Configuring a user pool domain - Amazon Cognito

Configuring a user pool domain

Configuring a domain is an optional part of setting up a user pool. A user pool domain hosts features for user authentication, federation with third-party providers, and OpenID Connect (OIDC) flows. It has the hosted UI, a prebuilt interface for key operations like signing up, signing in, and password recovery. It also hosts the standard OpenID Connect (OIDC) endpoints like authorize, userInfo, and token, for machine-to-machine (M2M) authorization and other OIDC and OAuth 2.0 authentication and authorization flows.

Users sign in to the hosted UI at the domain associated with your user pool. You have two options for configuring this domain: you can either use the default Amazon Cognito hosted domain, or you can configure a custom domain that you own.

The custom domain option has more options for flexibility, security and control. For example, a familiar, organization-owned domain can encourage user trust and make the sign-in process more intuitive. However, the custom domain approach requires some additional overhead, like managing the SSL certificate and DNS configuration.

The OIDC discovery endpoints, /.well-known/openid-configuration for endpoint URLs and /.well-known/jwks.json for token signing keys, aren't hosted on your domain. For more information, see Identity provider and relying party endpoints.

Understanding how to configure and manage the domain for your Amazon Cognito user pool is an important step in integrating authentication into your application.
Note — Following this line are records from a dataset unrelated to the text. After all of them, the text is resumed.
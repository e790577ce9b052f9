// rill-embed - Engine implementation
// Copyright (c) 2025 Tom Waddington. MIT licensed.

//! The Engine struct - main entry point for embedding Rill.

use std::path::Path;
use std::rc::Rc;

use rill_parser::Parser;
use rill_vm::{
    BuiltinRegistry, Module, NativeFn, TraceHook, Value, Vm, compile, disasm,
    value::Function,
};
use tracing::debug;

use crate::error::{EmbedError, Result};
use crate::convert::IntoRill;

/// The Rill scripting engine.
///
/// `Engine` owns one interpreter and its builtin registry. It loads source
/// units, binds host values and functions as globals, and invokes script
/// functions with deterministic resource limits.
///
/// # Thread Safety
///
/// **`Engine` is NOT thread-safe.** Values use `Rc` and `RefCell`
/// internally, and the interpreter must not run two calls at once. To use an
/// engine from async or multi-threaded code, confine it to one owning task
/// and serialise calls through it; [`Engine::duplicate`] produces fully
/// independent copies for other workers.
///
/// # Example
///
/// ```
/// use rill_embed::{Engine, to_value};
///
/// let mut engine = Engine::new();
/// engine
///     .load_source("inline", "func add($a, $b) { return $a + $b }")
///     .unwrap();
/// let result = engine
///     .call("add", &[to_value(2.0_f64), to_value(3.0_f64)])
///     .unwrap();
/// assert_eq!(result.to_string(), "5");
/// ```
pub struct Engine {
    vm: Vm,
    modules: Vec<Module>,
    error_results_as_errors: bool,
}

impl Engine {
    /// Create an engine with the standard builtins registered.
    pub fn new() -> Self {
        Engine {
            vm: Vm::new(Rc::new(BuiltinRegistry::standard())),
            modules: Vec::new(),
            error_results_as_errors: false,
        }
    }

    /// Create an engine with a caller-assembled builtin registry.
    pub fn with_builtins(builtins: BuiltinRegistry) -> Self {
        Engine {
            vm: Vm::new(Rc::new(builtins)),
            modules: Vec::new(),
            error_results_as_errors: false,
        }
    }

    /// Parse and compile a source unit, binding its functions as globals.
    ///
    /// The label is attached to prototypes and appears in diagnostics; it
    /// has no filesystem meaning.
    pub fn load_source(&mut self, label: &str, text: &str) -> Result<()> {
        let mut parser = Parser::from_source(text);
        let program = parser.parse_program();
        if !parser.errors().is_empty() {
            return Err(EmbedError::Parse(parser.into_errors()));
        }
        let module = compile(&program, label, self.vm.builtins())?;
        debug!(
            label,
            functions = module.functions.len(),
            "loaded source unit"
        );
        self.vm.load_module(&module);
        self.modules.push(module);
        Ok(())
    }

    /// Load a script from disk, using its path as the source label.
    pub fn load_file(&mut self, path: impl AsRef<Path>) -> Result<()> {
        let path = path.as_ref();
        let text = std::fs::read_to_string(path).map_err(|e| EmbedError::Io {
            path: path.display().to_string(),
            message: e.to_string(),
        })?;
        self.load_source(&path.display().to_string(), &text)
    }

    /// Bind a value into a global slot.
    pub fn define_global(&mut self, name: &str, value: impl IntoRill) {
        self.vm.define_global(name, value.into_rill());
    }

    /// Read a global by name.
    #[must_use]
    pub fn global(&self, name: &str) -> Option<Value> {
        self.vm.global(name)
    }

    /// Whether a callable global function exists under `name`.
    #[must_use]
    pub fn has_function(&self, name: &str) -> bool {
        self.vm.has_function(name)
    }

    /// Register a host function as a global.
    ///
    /// The closure receives the call arguments and returns a value or an
    /// error message; errors surface to scripts as runtime errors with the
    /// calling frame's context attached.
    ///
    /// # Example
    ///
    /// ```
    /// use rill_embed::{Engine, to_value};
    /// use rill_vm::Value;
    ///
    /// let mut engine = Engine::new();
    /// engine.register_native("double", |args| match args.first() {
    ///     Some(Value::Number(n)) => Ok(Value::Number(n * 2.0)),
    ///     _ => Err("double expects a number".to_string()),
    /// });
    /// engine
    ///     .load_source("inline", "func f() { return double(21) }")
    ///     .unwrap();
    /// assert_eq!(engine.call("f", &[]).unwrap(), Value::Number(42.0));
    /// ```
    pub fn register_native(
        &mut self,
        name: &str,
        f: impl Fn(&[Value]) -> std::result::Result<Value, String> + 'static,
    ) {
        let native: NativeFn = Rc::new(f);
        self.vm.define_global(
            name,
            Value::function(Function::from_native(name, "host", native)),
        );
    }

    /// Locate a global function and run it.
    ///
    /// When [`Engine::set_error_results_as_errors`] is enabled, a call that
    /// completes normally with an error value is reported as
    /// [`EmbedError::ErrorResult`] instead of a plain value.
    pub fn call(&mut self, name: &str, args: &[Value]) -> Result<Value> {
        debug!(name, argc = args.len(), "calling script function");
        let result = self.vm.call(name, args)?;
        if self.error_results_as_errors {
            if let Value::Error(message) = &result {
                return Err(EmbedError::ErrorResult(message.to_string()));
            }
        }
        Ok(result)
    }

    /// Deep-clone this engine: an independent global table with the sharing
    /// graph preserved, shared prototypes, and the same limits and hooks.
    #[must_use]
    pub fn duplicate(&self) -> Engine {
        Engine {
            vm: self.vm.duplicate(),
            modules: self.modules.clone(),
            error_results_as_errors: self.error_results_as_errors,
        }
    }

    /// Cap the number of instructions one call may execute; 0 means
    /// unlimited.
    pub fn set_instruction_limit(&mut self, limit: u64) {
        self.vm.set_instruction_limit(limit);
    }

    /// Attach or clear a hook observing every instruction dispatch.
    pub fn set_trace_hook(&mut self, hook: Option<TraceHook>) {
        self.vm.set_trace_hook(hook);
    }

    /// Opt in or out of surfacing returned error values as host errors.
    pub fn set_error_results_as_errors(&mut self, enable: bool) {
        self.error_results_as_errors = enable;
    }

    /// A textual bytecode listing of every loaded module.
    #[must_use]
    pub fn disassembly(&self) -> String {
        self.modules
            .iter()
            .map(|module| disasm::disassemble_module(module, self.vm.builtins()))
            .collect()
    }
}

impl Default for Engine {
    fn default() -> Self {
        Engine::new()
    }
}
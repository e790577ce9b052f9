// rill-vm - Bytecode compiler and virtual machine for the Rill scripting language
// Copyright (c) 2025 Tom Waddington. MIT licensed.

//! Upvalue cells: captured variables with an open/closed lifecycle.
//!
//! An open cell aliases a live local slot — identified by frame index and
//! slot, resolved through the interpreter's frame stack on every access — so
//! closures capturing the same variable observe each other's writes. When
//! the owning frame returns, the interpreter closes the cell: it takes a
//! copy of the current value and stores it inline. A cell closes at most
//! once and never reopens.

use std::cell::RefCell;

use crate::value::Value;
use crate::vm::frame::Frame;

#[derive(Debug)]
enum State {
    /// Aliases `frames[frame].locals[slot]`.
    Open { frame: usize, slot: usize },
    /// Owns the captured value.
    Closed(Value),
}

/// A shared captured-variable cell.
#[derive(Debug)]
pub struct Upvalue {
    state: RefCell<State>,
}

impl Upvalue {
    /// A cell aliasing a live local slot.
    pub fn open(frame: usize, slot: usize) -> Self {
        Upvalue {
            state: RefCell::new(State::Open { frame, slot }),
        }
    }

    /// A cell that already owns its value.
    pub fn closed(value: Value) -> Self {
        Upvalue {
            state: RefCell::new(State::Closed(value)),
        }
    }

    /// Whether the cell aliases the given live slot.
    pub fn is_open_at(&self, frame: usize, slot: usize) -> bool {
        matches!(
            &*self.state.borrow(),
            State::Open { frame: f, slot: s } if *f == frame && *s == slot
        )
    }

    /// Whether the cell aliases any slot of the given frame.
    pub fn is_open_in_frame(&self, frame: usize) -> bool {
        matches!(&*self.state.borrow(), State::Open { frame: f, .. } if *f == frame)
    }

    pub fn is_open(&self) -> bool {
        matches!(&*self.state.borrow(), State::Open { .. })
    }

    /// Read through the cell.
    pub fn get(&self, frames: &[Frame]) -> Value {
        match &*self.state.borrow() {
            State::Open { frame, slot } => frames
                .get(*frame)
                .and_then(|f| f.locals.get(*slot))
                .cloned()
                .unwrap_or(Value::Null),
            State::Closed(value) => value.clone(),
        }
    }

    /// Write through the cell.
    pub fn set(&self, frames: &mut [Frame], value: Value) {
        let mut state = self.state.borrow_mut();
        match &mut *state {
            State::Open { frame, slot } => {
                if let Some(local) = frames.get_mut(*frame).and_then(|f| f.locals.get_mut(*slot)) {
                    *local = value;
                }
            }
            State::Closed(stored) => *stored = value,
        }
    }

    /// Transition open→closed, capturing the given value. No-op when
    /// already closed.
    pub fn close(&self, value: Value) {
        let mut state = self.state.borrow_mut();
        if matches!(&*state, State::Open { .. }) {
            *state = State::Closed(value);
        }
    }

    /// The value of a closed cell (null while still open). Used by
    /// interpreter duplication, which only runs when no frames are live.
    pub fn closed_value(&self) -> Value {
        match &*self.state.borrow() {
            State::Open { .. } => Value::Null,
            State::Closed(value) => value.clone(),
        }
    }
}
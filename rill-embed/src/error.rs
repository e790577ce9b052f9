// rill-embed - Error types for the embedding API
// Copyright (c) 2025 Tom Waddington. MIT licensed.

//! Errors surfaced across the host boundary.

use std::fmt;

use rill_vm::{CompileError, RuntimeError};

/// Result type for embedding operations.
pub type Result<T> = std::result::Result<T, EmbedError>;

/// Everything that can go wrong loading or running a script.
#[derive(Debug)]
pub enum EmbedError {
    /// Syntax errors, as `line:column: message` strings.
    Parse(Vec<String>),
    /// A structural problem that failed the whole module.
    Compile(CompileError),
    /// A failure raised while executing, with frame and stack context.
    Runtime(RuntimeError),
    /// A call completed normally but returned an error value, and the host
    /// opted into surfacing those as errors.
    ErrorResult(String),
    /// Conversion between host and script values failed.
    Convert(String),
    /// Reading a script file failed.
    Io {
        path: String,
        message: String,
    },
}

impl fmt::Display for EmbedError {
    fn fmt(&self, f: &mut fmt::Formatter<'_>) -> fmt::Result {
        match self {
            EmbedError::Parse(errors) => {
                write!(f, "parse errors: ")?;
                for (i, error) in errors.iter().enumerate() {
                    if i > 0 {
                        write!(f, "; ")?;
                    }
                    write!(f, "{error}")?;
                }
                Ok(())
            }
            EmbedError::Compile(err) => write!(f, "compile error: {err}"),
            EmbedError::Runtime(err) => write!(f, "{err}"),
            EmbedError::ErrorResult(message) => write!(f, "script returned error: {message}"),
            EmbedError::Convert(message) => write!(f, "conversion error: {message}"),
            EmbedError::Io { path, message } => write!(f, "reading {path}: {message}"),
        }
    }
}

impl std::error::Error for EmbedError {
    fn source(&self) -> Option<&(dyn std::error::Error + 'static)> {
        match self {
            EmbedError::Compile(err) => Some(err),
            EmbedError::Runtime(err) => Some(err),
            _ => None,
        }
    }
}

impl From<CompileError> for EmbedError {
    fn from(err: CompileError) -> Self {
        EmbedError::Compile(err)
    }
}

impl From<RuntimeError> for EmbedError {
    fn from(err: RuntimeError) -> Self {
        EmbedError::Runtime(err)
    }
}
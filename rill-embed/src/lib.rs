// rill-embed - Embedding API for Rill
// Copyright (c) 2025 Tom Waddington. MIT licensed.

//! # rill-embed
//!
//! A high-level embedding API for the Rill scripting language.
//!
//! Rill lets a host application sandbox small, readable business-rule
//! scripts: load a source unit, bind native functions and data as globals,
//! call script functions, and bound execution with an instruction limit.
//!
//! ## Quick Start
//!
//! ```
//! use rill_embed::{Engine, to_value};
//!
//! let mut engine = Engine::new();
//! engine
//!     .load_source("rules", "func discount($total) { if ($total > 100) { return 10 } return 0 }")
//!     .unwrap();
//! let off = engine.call("discount", &[to_value(250.0_f64)]).unwrap();
//! assert_eq!(off.to_string(), "10");
//! ```
//!
//! ## Limits and tracing
//!
//! ```
//! use rill_embed::Engine;
//!
//! let mut engine = Engine::new();
//! engine.load_source("inline", "func spin() { while (true) {} }").unwrap();
//! engine.set_instruction_limit(1000);
//! assert!(engine.call("spin", &[]).is_err());
//! ```

mod convert;
mod engine;
mod error;

pub use convert::{
    FromRill, IntoRill, MarshalOptions, from_value, to_value, to_value_options,
    to_value_read_only,
};
pub use engine::Engine;
pub use error::{EmbedError, Result};

// Re-export core types for convenience
pub use rill_vm::{FrameTrace, RuntimeError, TraceEvent, TraceHook, Value};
Sign-in with the user pools API and an AWS SDK can be an alternative to configuring a domain. The API-based model delivers tokens directly in an API response, but for implementations that use the extended capabilities of user pools as an OIDC IdP, you must configure a domain. For more information about the authentication models that are available in user pools, see Using the user pools API and authorization server.

Note

You can't use the text aws, amazon, or cognito in the domain prefix.